Minha filha adolescente não tem nenhum amigo Marcelo, Marta ou Márcia, para ficarmos apenas na letra M. Ora, as Márcias que perambulam por aí não são jovens, e sim quarentonas ou cinquentonas. Em compensação, certa vez ela fez uma colônia de férias em que havia oito Júlias. Não resisto, e retorno ao site que me viciou: a frequência de Júlias passou de 20 mil, nos anos 1980, para 264 mil, nos anos 2000. Ao todo, elas já são 430.067 no país, e parecem estar em vertiginosa ascensão, a julgar pelo gráfico apresentado instantaneamente pelo IBGE na página “Nomes no Brasil”.
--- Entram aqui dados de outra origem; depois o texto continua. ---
//! Section records from `sections/**/section.xml`

use crate::error::{CourseError, Result};
use crate::model::Section;
use crate::xml;
use log::debug;
use mbz_archive::{File, Folder};

const SECTIONS_DIR: &str = "sections";
const SECTION_SUFFIX: &str = "section.xml";

/// Read all sections, most recent (highest `number`) first
pub(crate) fn read_sections(root: &Folder) -> Result<Vec<Section>> {
    let folder = xml::required_folder(root, SECTIONS_DIR)?;
    let mut sections = folder
        .list_files(true)
        .into_iter()
        .filter(|f| f.name().ends_with(SECTION_SUFFIX))
        .map(read_section)
        .collect::<Result<Vec<_>>>()?;

    sections.sort_by(|a, b| b.number.cmp(&a.number));
    debug!("Read {} sections", sections.len());
    Ok(sections)
}

fn read_section(file: &File) -> Result<Section> {
    let doc = xml::parse(file)?;
    let path = file.path();
    let node = doc
        .descendants()
        .find(|n| n.is_element() && n.tag_name().name() == "section")
        .ok_or_else(|| CourseError::malformed(path, "missing <section> element"))?;

    let number = xml::required_text(node, "number", path)?;
    let sequence = xml::required_text(node, "sequence", path)?;

    Ok(Section {
        id: xml::required_int_attribute(node, "id", path)?,
        number: xml::parse_int(&number, "number", path)?,
        name: xml::required_text(node, "name", path)?,
        activity_ids: parse_sequence(&sequence, path)?,
    })
}

/// Comma-separated activity ids. Blank tokens (an empty section) are skipped.
fn parse_sequence(sequence: &str, path: &str) -> Result<Vec<i64>> {
    sequence
        .split(',')
        .filter(|token| !token.trim().is_empty())
        .map(|token| xml::parse_int(token, "sequence entry", path))
        .collect()
}
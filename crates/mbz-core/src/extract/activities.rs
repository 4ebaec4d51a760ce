//! Activity records from `activities/{type}_{id}/`

use crate::error::{CourseError, Result};
use crate::model::{Activity, ActivityType, RichText};
use crate::xml;
use log::debug;
use mbz_archive::Folder;
use roxmltree::Node;

const ACTIVITIES_DIR: &str = "activities";
const INFOREF_FILE: &str = "inforef.xml";

/// Per-type hook for module-specific fields of an activity descriptor
///
/// The generic fields are read before the hook runs.
pub(crate) trait ActivityReader: Sync {
    fn read(&self, _node: Node<'_, '_>, _activity: &mut Activity) {}
}

/// Modules without extra fields
struct DefaultReader;

impl ActivityReader for DefaultReader {}

/// `assign` modules. The model carries no assignment-specific fields yet.
struct AssignReader;

impl ActivityReader for AssignReader {}

impl ActivityType {
    pub(crate) fn reader(self) -> &'static dyn ActivityReader {
        match self {
            Self::Assign => &AssignReader,
            _ => &DefaultReader,
        }
    }
}

/// Read every activity subfolder in folder order
pub(crate) fn read_activities(root: &Folder) -> Result<Vec<Activity>> {
    let folder = xml::required_folder(root, ACTIVITIES_DIR)?;
    let activities = folder
        .list_folders()
        .into_iter()
        .map(read_activity)
        .collect::<Result<Vec<_>>>()?;
    debug!("Read {} activities", activities.len());
    Ok(activities)
}

fn read_activity(folder: &Folder) -> Result<Activity> {
    let (module_name, id_text) = folder.name().split_once('_').ok_or_else(|| {
        CourseError::malformed(folder.path(), "activity folder name is not {type}_{id}")
    })?;
    let id = xml::parse_int(id_text, "activity id", folder.path())?;

    let descriptor = xml::required_file(folder, &format!("{module_name}.xml"))?;
    let doc = xml::parse(descriptor)?;
    let node = doc
        .descendants()
        .find(|n| n.is_element() && n.tag_name().name() == module_name)
        .ok_or_else(|| {
            CourseError::malformed(descriptor.path(), format!("missing <{module_name}> element"))
        })?;

    let activity_type = ActivityType::from_module_name(module_name);
    let mut activity = Activity {
        id,
        name: xml::required_text(node, "name", descriptor.path())?,
        description: read_rich_text(node, "intro"),
        activity_type,
        file_ids: read_file_refs(folder)?,
    };
    activity_type.reader().read(node, &mut activity);

    Ok(activity)
}

/// Text element paired with its `{tag}format` sibling
///
/// Missing or empty text yields `None`. An absent or empty format marks the
/// text as plain; any other format value means markup.
fn read_rich_text(node: Node<'_, '_>, tag: &str) -> Option<RichText> {
    let content = xml::child_text(node, tag).filter(|text| !text.is_empty())?;
    let is_plain = xml::child_text(node, &format!("{tag}format")).map_or(true, |f| f.is_empty());
    Some(RichText { is_plain, content })
}

/// File ids listed in the activity's `inforef.xml`, duplicates kept
fn read_file_refs(folder: &Folder) -> Result<Vec<i64>> {
    let inforef = xml::required_file(folder, INFOREF_FILE)?;
    let doc = xml::parse(inforef)?;

    doc.descendants()
        .filter(|n| n.is_element() && n.tag_name().name() == "file")
        .map(|file| {
            let id = xml::required_text(file, "id", inforef.path())?;
            xml::parse_int(&id, "file id", inforef.path())
        })
        .collect()
}
//! Course domain model
//!
//! A [`Course`] is assembled once per conversion from the three collections
//! read out of a backup and is read-only afterwards.

use bytes::Bytes;
use log::warn;
use serde::Serialize;
use std::collections::HashMap;

/// Moodle module kinds the converter distinguishes
#[derive(Debug, Clone, Copy, Default, PartialEq, Eq, Hash, Serialize)]
#[serde(rename_all = "lowercase")]
pub enum ActivityType {
    Assign,
    Forum,
    Label,
    Resource,
    Quiz,
    /// Any module name not listed above
    #[default]
    Unknown,
}

impl ActivityType {
    /// Map a backup module name (`assign`, `label`, ...) to its type
    #[must_use]
    pub fn from_module_name(name: &str) -> Self {
        match name {
            "assign" => Self::Assign,
            "forum" => Self::Forum,
            "label" => Self::Label,
            "resource" => Self::Resource,
            "quiz" => Self::Quiz,
            _ => Self::Unknown,
        }
    }
}

impl std::fmt::Display for ActivityType {
    #[inline]
    fn fmt(&self, f: &mut std::fmt::Formatter<'_>) -> std::fmt::Result {
        let s = match self {
            Self::Assign => "assign",
            Self::Forum => "forum",
            Self::Label => "label",
            Self::Resource => "resource",
            Self::Quiz => "quiz",
            Self::Unknown => "unknown",
        };
        write!(f, "{s}")
    }
}

/// Description text attached to an activity
#[derive(Debug, Clone, PartialEq, Eq, Hash, Serialize)]
pub struct RichText {
    /// `true` for plain text, `false` for HTML markup
    pub is_plain: bool,
    pub content: String,
}

impl RichText {
    /// File extension used when the text is written out on its own
    #[inline]
    #[must_use]
    pub const fn extension(&self) -> &'static str {
        if self.is_plain {
            "txt"
        } else {
            "html"
        }
    }
}

/// A course module (assignment, label, resource, ...)
#[derive(Debug, Clone, PartialEq, Eq)]
pub struct Activity {
    pub id: i64,
    pub name: String,
    pub description: Option<RichText>,
    pub activity_type: ActivityType,
    /// Referenced file ids in descriptor order
    pub file_ids: Vec<i64>,
}

/// A file from the backup's content store, under its original name
#[derive(Debug, Clone, PartialEq, Eq)]
pub struct MoodleFile {
    pub id: i64,
    pub name: String,
    /// Shares the loaded archive's buffer
    pub content: Bytes,
}

/// An ordered group of activities
#[derive(Debug, Clone, PartialEq, Eq)]
pub struct Section {
    pub id: i64,
    pub number: i64,
    pub name: String,
    pub activity_ids: Vec<i64>,
}

/// Activities, files and sections of one backup
///
/// Collections keep insertion order. Lookups by id go through an index built
/// at construction time.
#[derive(Debug, Clone, Default)]
pub struct Course {
    activities: Vec<Activity>,
    files: Vec<MoodleFile>,
    sections: Vec<Section>,
    activity_index: HashMap<i64, usize>,
    file_index: HashMap<i64, usize>,
}

impl Course {
    /// Assemble a course. Records with an id already seen are dropped.
    #[must_use]
    pub fn new(activities: Vec<Activity>, files: Vec<MoodleFile>, sections: Vec<Section>) -> Self {
        let (activities, activity_index) = index_by_id(activities, |a| a.id, "activity");
        let (files, file_index) = index_by_id(files, |f| f.id, "file");
        Self {
            activities,
            files,
            sections,
            activity_index,
            file_index,
        }
    }

    #[inline]
    #[must_use]
    pub fn activities(&self) -> &[Activity] {
        &self.activities
    }

    #[inline]
    #[must_use]
    pub fn files(&self) -> &[MoodleFile] {
        &self.files
    }

    /// Sections in output order
    #[inline]
    #[must_use]
    pub fn sections(&self) -> &[Section] {
        &self.sections
    }

    #[must_use]
    pub fn activity(&self, id: i64) -> Option<&Activity> {
        self.activity_index.get(&id).map(|&idx| &self.activities[idx])
    }

    #[must_use]
    pub fn file(&self, id: i64) -> Option<&MoodleFile> {
        self.file_index.get(&id).map(|&idx| &self.files[idx])
    }

    /// Files of `activity` that exist in this course, in reference order
    #[must_use]
    pub fn resolved_files(&self, activity: &Activity) -> Vec<&MoodleFile> {
        activity
            .file_ids
            .iter()
            .filter_map(|&id| self.file(id))
            .collect()
    }
}

fn index_by_id<T>(
    items: Vec<T>,
    id_of: impl Fn(&T) -> i64,
    kind: &str,
) -> (Vec<T>, HashMap<i64, usize>) {
    let mut kept = Vec::with_capacity(items.len());
    let mut index = HashMap::with_capacity(items.len());
    for item in items {
        let id = id_of(&item);
        if index.contains_key(&id) {
            warn!("Duplicate {kind} id {id}, keeping the first record");
            continue;
        }
        index.insert(id, kept.len());
        kept.push(item);
    }
    (kept, index)
}
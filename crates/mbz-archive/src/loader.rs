//! Container sniffing and loading
//!
//! Moodle backups ship either as a ZIP archive or as a gzip-compressed TAR
//! stream, interchangeably and regardless of the file extension. The loader
//! detects which one it got from the magic bytes and feeds every regular file
//! into a [`Folder`] tree. Anything else is rejected.

use crate::error::{ArchiveError, Result};
use crate::tree::Folder;
use flate2::read::GzDecoder;
use log::{debug, warn};
use std::io::{Cursor, Read};
use std::path::{Component, Path};
use tar::Archive;
use zip::result::ZipError;
use zip::ZipArchive;

/// Container encodings a backup may arrive in
#[derive(Debug, Clone, Copy, PartialEq, Eq, Hash)]
pub enum ContainerFormat {
    /// ZIP archive
    Zip,
    /// TAR stream wrapped in a single gzip layer
    GzipTar,
}

impl std::fmt::Display for ContainerFormat {
    #[inline]
    fn fmt(&self, f: &mut std::fmt::Formatter<'_>) -> std::fmt::Result {
        let s = match self {
            Self::Zip => "zip",
            Self::GzipTar => "tar.gz",
        };
        write!(f, "{s}")
    }
}

/// Detect the container format from magic bytes
#[inline]
#[must_use = "returns the detected container format"]
pub fn detect_format(bytes: &[u8]) -> Option<ContainerFormat> {
    if infer::archive::is_zip(bytes) {
        Some(ContainerFormat::Zip)
    } else if infer::archive::is_gz(bytes) {
        Some(ContainerFormat::GzipTar)
    } else {
        None
    }
}

/// Load a backup container into an in-memory tree
///
/// # Errors
///
/// Returns [`ArchiveError::UnsupportedFormat`] if the signature is neither
/// ZIP nor GZIP, and propagates decoding errors from the container.
pub fn load(bytes: &[u8]) -> Result<Folder> {
    let format = detect_format(bytes).ok_or(ArchiveError::UnsupportedFormat)?;
    debug!("Detected {format} container ({} bytes)", bytes.len());

    let mut root = Folder::new();
    match format {
        ContainerFormat::Zip => load_zip(bytes, &mut root)?,
        ContainerFormat::GzipTar => load_tar_gz(bytes, &mut root)?,
    }

    debug!("Loaded {} entries", root.len_files_recursive());
    Ok(root)
}

/// Keep only normal path components and join them with `/`
///
/// Parent refs (`..`), current dir (`.`), roots and drive prefixes are
/// dropped. Returns `None` if nothing is left.
fn sanitize_path(path: &Path) -> Option<String> {
    let parts: Vec<String> = path
        .components()
        .filter_map(|component| match component {
            Component::Normal(part) => Some(part.to_string_lossy().into_owned()),
            _ => None,
        })
        .collect();

    if parts.is_empty() {
        None
    } else {
        Some(parts.join("/"))
    }
}

fn load_zip(bytes: &[u8], root: &mut Folder) -> Result<()> {
    let mut archive = ZipArchive::new(Cursor::new(bytes))?;

    for i in 0..archive.len() {
        let raw_name = archive.name_for_index(i).unwrap_or_default().to_string();
        let mut zip_file = match archive.by_index(i) {
            Ok(zip_file) => zip_file,
            Err(ZipError::UnsupportedArchive(msg)) if msg == ZipError::PASSWORD_REQUIRED => {
                return Err(ArchiveError::PasswordProtected { name: raw_name });
            }
            Err(e) => return Err(e.into()),
        };

        if zip_file.is_dir() {
            continue;
        }
        if zip_file.encrypted() {
            return Err(ArchiveError::PasswordProtected { name: raw_name });
        }

        let Some(path) = sanitize_path(Path::new(&raw_name)) else {
            warn!("Skipping invalid path: {raw_name}");
            continue;
        };

        let mut contents = Vec::new();
        zip_file.read_to_end(&mut contents)?;
        root.insert(&path, contents);
    }

    Ok(())
}

fn load_tar_gz(bytes: &[u8], root: &mut Folder) -> Result<()> {
    let mut archive = Archive::new(GzDecoder::new(bytes));

    for entry in archive.entries()? {
        let mut entry = entry?;

        // Skip directories, links and other special entries
        if !entry.header().entry_type().is_file() {
            continue;
        }

        let raw_path = entry.path()?.into_owned();
        let Some(path) = sanitize_path(&raw_path) else {
            warn!("Skipping invalid path: {}", raw_path.display());
            continue;
        };

        let mut contents = Vec::new();
        entry.read_to_end(&mut contents)?;
        root.insert(&path, contents);
    }

    Ok(())
}

#[cfg(test)]
mod tests {
    use super::*;
    use flate2::write::GzEncoder;
    use flate2::Compression;
    use std::io::Write;
    use zip::write::{SimpleFileOptions, ZipWriter};

    const ENTRIES: &[(&str, &[u8])] = &[
        ("moodle_backup.xml", b"<moodle_backup/>"),
        ("files.xml", b"<files/>"),
        ("files/0a/0a1b2c", b"\x00\x01binary"),
        ("activities/label_7/label.xml", b"<activity/>"),
        ("sections/section_3/section.xml", b"<section/>"),
    ];

    fn build_zip(entries: &[(&str, &[u8])]) -> Vec<u8> {
        let mut zip = ZipWriter::new(Cursor::new(Vec::new()));
        let options = SimpleFileOptions::default();
        zip.add_directory("files/", options).unwrap();
        for (name, data) in entries {
            zip.start_file(*name, options).unwrap();
            zip.write_all(data).unwrap();
        }
        zip.finish().unwrap().into_inner()
    }

    fn build_tar_gz(entries: &[(&str, &[u8])]) -> Vec<u8> {
        let encoder = GzEncoder::new(Vec::new(), Compression::default());
        let mut builder = tar::Builder::new(encoder);

        let mut dir = tar::Header::new_gnu();
        dir.set_entry_type(tar::EntryType::Directory);
        dir.set_size(0);
        dir.set_mode(0o755);
        dir.set_cksum();
        builder
            .append_data(&mut dir, "files/", std::io::empty())
            .unwrap();

        for (name, data) in entries {
            let mut header = tar::Header::new_gnu();
            header.set_size(data.len() as u64);
            header.set_mode(0o644);
            header.set_cksum();
            builder.append_data(&mut header, *name, *data).unwrap();
        }
        builder.into_inner().unwrap().finish().unwrap()
    }

    fn assert_tree_matches(root: &Folder, entries: &[(&str, &[u8])]) {
        let loaded: Vec<(&str, &[u8])> = root
            .list_files(true)
            .into_iter()
            .map(|f| (f.path(), f.content().as_ref()))
            .collect();
        assert_eq!(loaded, entries.to_vec());
    }

    #[test]
    fn test_detect_format() {
        assert_eq!(detect_format(&build_zip(ENTRIES)), Some(ContainerFormat::Zip));
        assert_eq!(
            detect_format(&build_tar_gz(ENTRIES)),
            Some(ContainerFormat::GzipTar)
        );
        assert_eq!(detect_format(b"<?xml version=\"1.0\"?>"), None);
        assert_eq!(detect_format(&[]), None);
    }

    #[test]
    fn test_load_zip_yields_every_entry() {
        let root = load(&build_zip(ENTRIES)).expect("Failed to load ZIP");
        assert_tree_matches(&root, ENTRIES);
    }

    #[test]
    fn test_load_tar_gz_yields_every_entry() {
        let root = load(&build_tar_gz(ENTRIES)).expect("Failed to load TAR.GZ");
        assert_tree_matches(&root, ENTRIES);
    }

    #[test]
    fn test_unsupported_format_is_an_error() {
        let result = load(b"BZh91AY&SY not a supported container");
        assert!(matches!(result, Err(ArchiveError::UnsupportedFormat)));
    }

    #[test]
    fn test_plain_tar_is_rejected() {
        let mut builder = tar::Builder::new(Vec::new());
        let mut header = tar::Header::new_gnu();
        header.set_size(3);
        header.set_cksum();
        builder.append_data(&mut header, "a.txt", &b"abc"[..]).unwrap();
        let tar = builder.into_inner().unwrap();

        assert!(matches!(load(&tar), Err(ArchiveError::UnsupportedFormat)));
    }

    #[test]
    fn test_truncated_zip_is_an_error() {
        let mut zip = build_zip(ENTRIES);
        zip.truncate(40);
        assert!(load(&zip).is_err());
    }

    #[test]
    fn test_encrypted_zip_entry_is_password_protected() {
        use zip::unstable::write::FileOptionsExt;

        let mut zip = ZipWriter::new(Cursor::new(Vec::new()));
        zip.start_file("files.xml", SimpleFileOptions::default()).unwrap();
        zip.write_all(b"<files/>").unwrap();
        zip.start_file(
            "moodle_backup.xml",
            SimpleFileOptions::default().with_deprecated_encryption(b"secret"),
        )
        .unwrap();
        zip.write_all(b"<moodle_backup/>").unwrap();
        let bytes = zip.finish().unwrap().into_inner();

        assert!(matches!(
            load(&bytes),
            Err(ArchiveError::PasswordProtected { ref name }) if name == "moodle_backup.xml"
        ));
    }

    #[test]
    fn test_entry_with_empty_sanitized_path_is_skipped() {
        let mut zip = ZipWriter::new(Cursor::new(Vec::new()));
        let options = SimpleFileOptions::default();
        for (name, data) in [("..", &b"escape"[..]), ("files.xml", &b"<files/>"[..])] {
            zip.start_file(name, options).unwrap();
            zip.write_all(data).unwrap();
        }
        let bytes = zip.finish().unwrap().into_inner();

        let root = load(&bytes).expect("Failed to load ZIP");
        assert_tree_matches(&root, &[("files.xml", &b"<files/>"[..])]);
    }

    #[test]
    fn test_sanitize_path() {
        assert_eq!(
            sanitize_path(Path::new("./activities/a/b.xml")),
            Some("activities/a/b.xml".to_string())
        );
        assert_eq!(
            sanitize_path(Path::new("../../etc/passwd")),
            Some("etc/passwd".to_string())
        );
        assert_eq!(sanitize_path(Path::new("/")), None);
        assert_eq!(sanitize_path(Path::new("..")), None);
    }
}
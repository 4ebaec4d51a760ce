//! Browsable ZIP export of a [`Course`]
//!
//! Output layout:
//!
//! ```text
//! 1_<newest section>/
//!     0_Texto_<label>.html          description only
//!     1_Tarea_<assignment>.pdf      exactly one file
//!     2_<resource>/                 two or more files
//!         1_<first file>
//!         2_<second file>
//!         <resource>.html           description, if any
//! 2_<older section>/
//!     ...
//! ```
//!
//! The whole archive is planned before anything is written, so a course that
//! references a missing activity produces no output at all.

pub mod naming;

use crate::error::{CourseError, Result};
use crate::model::{Activity, Course};
use bytes::Bytes;
use log::{debug, warn};
use std::collections::HashMap;
use std::io::{Cursor, Write};
use zip::write::{SimpleFileOptions, ZipWriter};
use zip::CompressionMethod;

/// Compression used for entries of the output archive
#[derive(Debug, Clone, Copy, Default, PartialEq, Eq, Hash)]
pub enum Compression {
    /// Deflate (default)
    #[default]
    Deflated,
    /// No compression
    Stored,
}

impl Compression {
    const fn method(self) -> CompressionMethod {
        match self {
            Self::Deflated => CompressionMethod::Deflated,
            Self::Stored => CompressionMethod::Stored,
        }
    }
}

impl std::fmt::Display for Compression {
    #[inline]
    fn fmt(&self, f: &mut std::fmt::Formatter<'_>) -> std::fmt::Result {
        let s = match self {
            Self::Deflated => "deflated",
            Self::Stored => "stored",
        };
        write!(f, "{s}")
    }
}

impl std::str::FromStr for Compression {
    type Err = String;

    fn from_str(s: &str) -> std::result::Result<Self, Self::Err> {
        match s.to_lowercase().as_str() {
            "deflated" | "deflate" => Ok(Self::Deflated),
            "stored" | "store" | "none" => Ok(Self::Stored),
            _ => Err(format!(
                "Unknown compression '{s}'. Expected: deflated, stored"
            )),
        }
    }
}

/// Settings for [`build`]
#[derive(Debug, Clone, Copy, Default, PartialEq, Eq, Hash)]
pub struct BuildOptions {
    pub compression: Compression,
}

/// One entry of the output archive
#[derive(Debug, Clone, PartialEq, Eq)]
pub enum OutputEntry {
    /// Folder path, without trailing slash
    Directory(String),
    /// File path and contents
    File { path: String, content: Bytes },
}

impl OutputEntry {
    #[must_use]
    pub fn path(&self) -> &str {
        match self {
            Self::Directory(path) | Self::File { path, .. } => path,
        }
    }
}

/// Lay out the output archive without writing it
///
/// Names that clean to the same path collapse into one entry: the later
/// entry replaces the earlier one in its position.
///
/// # Errors
///
/// Returns [`CourseError::MissingActivity`] if a section references an
/// activity id that the course does not contain.
pub fn plan(course: &Course) -> Result<Vec<OutputEntry>> {
    let mut entries = Vec::new();

    for (position, section) in course.sections().iter().enumerate() {
        let section_dir =
            naming::clean_component(&format!("{}_{}", position + 1, section.name));
        entries.push(OutputEntry::Directory(section_dir.clone()));

        for (index, &activity_id) in section.activity_ids.iter().enumerate() {
            let activity =
                course
                    .activity(activity_id)
                    .ok_or(CourseError::MissingActivity {
                        section_id: section.id,
                        activity_id,
                    })?;
            plan_activity(&mut entries, &section_dir, index, activity, course);
        }
    }

    Ok(dedup_paths(entries))
}

fn plan_activity(
    entries: &mut Vec<OutputEntry>,
    dir: &str,
    index: usize,
    activity: &Activity,
    course: &Course,
) {
    let display_name = naming::display_name(index, activity);
    let files = course.resolved_files(activity);

    let mut push_file = |dir: &str, name: String, content: Bytes| {
        entries.push(OutputEntry::File {
            path: format!("{dir}/{name}"),
            content,
        });
    };

    match (files.as_slice(), &activity.description) {
        ([], None) => push_file(dir, naming::file_name(&display_name, Some("txt")), Bytes::new()),
        ([], Some(text)) => push_file(
            dir,
            naming::file_name(&display_name, Some(text.extension())),
            Bytes::from(text.content.clone()),
        ),
        ([file], _) => push_file(
            dir,
            naming::file_name(&display_name, naming::extension_of(&file.name)),
            file.content.clone(),
        ),
        (files, description) => {
            let subdir = format!("{dir}/{}", naming::clean_component(&display_name));
            let mut planned = vec![OutputEntry::Directory(subdir.clone())];
            for (position, file) in files.iter().enumerate() {
                planned.push(OutputEntry::File {
                    path: format!(
                        "{subdir}/{}",
                        naming::clean_component(&format!("{}_{}", position + 1, file.name))
                    ),
                    content: file.content.clone(),
                });
            }
            // Named after the raw activity name, not the display name
            if let Some(text) = description {
                planned.push(OutputEntry::File {
                    path: format!(
                        "{subdir}/{}",
                        naming::file_name(&activity.name, Some(text.extension()))
                    ),
                    content: Bytes::from(text.content.clone()),
                });
            }
            entries.extend(planned);
        }
    }
}

/// Keep one entry per archive path; a later file replaces an earlier one
fn dedup_paths(entries: Vec<OutputEntry>) -> Vec<OutputEntry> {
    let mut index: HashMap<String, usize> = HashMap::with_capacity(entries.len());
    let mut unique: Vec<OutputEntry> = Vec::with_capacity(entries.len());

    for entry in entries {
        let key = match &entry {
            OutputEntry::Directory(path) => format!("{path}/"),
            OutputEntry::File { path, .. } => path.clone(),
        };
        if let Some(&idx) = index.get(&key) {
            if matches!(entry, OutputEntry::File { .. }) {
                warn!("Duplicate output path {key}, keeping the later entry");
            }
            unique[idx] = entry;
        } else {
            index.insert(key, unique.len());
            unique.push(entry);
        }
    }
    unique
}

/// Render the course as a ZIP archive
///
/// # Errors
///
/// Returns [`CourseError::MissingActivity`] for unresolved section entries,
/// or a ZIP/IO error if the archive cannot be written.
pub fn build(course: &Course, options: &BuildOptions) -> Result<Vec<u8>> {
    let entries = plan(course)?;
    write_zip(&entries, options)
}

/// Write planned entries to an in-memory ZIP archive
///
/// # Errors
///
/// Returns a ZIP/IO error if the archive cannot be written, including when
/// two entries share a path.
pub fn write_zip(entries: &[OutputEntry], options: &BuildOptions) -> Result<Vec<u8>> {
    let mut zip = ZipWriter::new(Cursor::new(Vec::new()));
    let file_options = SimpleFileOptions::default().compression_method(options.compression.method());

    for entry in entries {
        match entry {
            OutputEntry::Directory(path) => zip.add_directory(format!("{path}/"), file_options)?,
            OutputEntry::File { path, content } => {
                zip.start_file(path.as_str(), file_options)?;
                zip.write_all(content)?;
            }
        }
    }

    let bytes = zip.finish()?.into_inner();
    debug!(
        "Wrote {} entries ({} bytes, {})",
        entries.len(),
        bytes.len(),
        options.compression
    );
    Ok(bytes)
}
O banco de dados disponibilizado pelo órgão governamental é inesgotável. A primeira consulta, quase automática, é ao próprio nome. Mas depois começa o vício. Nomes de conhecidos, nomes que parecem raros ou comuns (e não é bem assim), até que você se flagra confirmando que o nome esquisito de sua tia-avó era uma modinha da época. Sabe-se lá o motivo. O boom de Martas, aparentemente, tem relação com concursos de miss, enquanto as Simones hoje balzaquianas foram impulsionadas pela personagem da novela “Selva de pedra”. Mas, por que será que tantas Alziras nasceram em 1930?
Se você é um ficcionista, o vício de consultar o “Nomes no Brasil” pode ir além. O nome daquele personagem é banal ou esdrúxulo demais? Está adequado à idade? É nesta fase da adição que me encontro...
Escritores, porém, muitas vezes, batizam seus personagens buscando simbolismos, menos ou mais evidentes. Homenagens a personagens clássicos são comuns, sem falar em anagramas (a primeira “brasileira”, Iracema=América), nomes inexistentes ou pra lá de enigmáticos. O batismo da personagem mais famosa da escritora mais estudada no Brasil, por exemplo, permanece como mistério. De onde Clarice teria tirado as sílabas que formam o fonema hoje tão adequado à Macabéa, de A hora da estrela? Há hipóteses sobre uma referência aos macabeus, sem grandes embasamentos além da fonética semelhante.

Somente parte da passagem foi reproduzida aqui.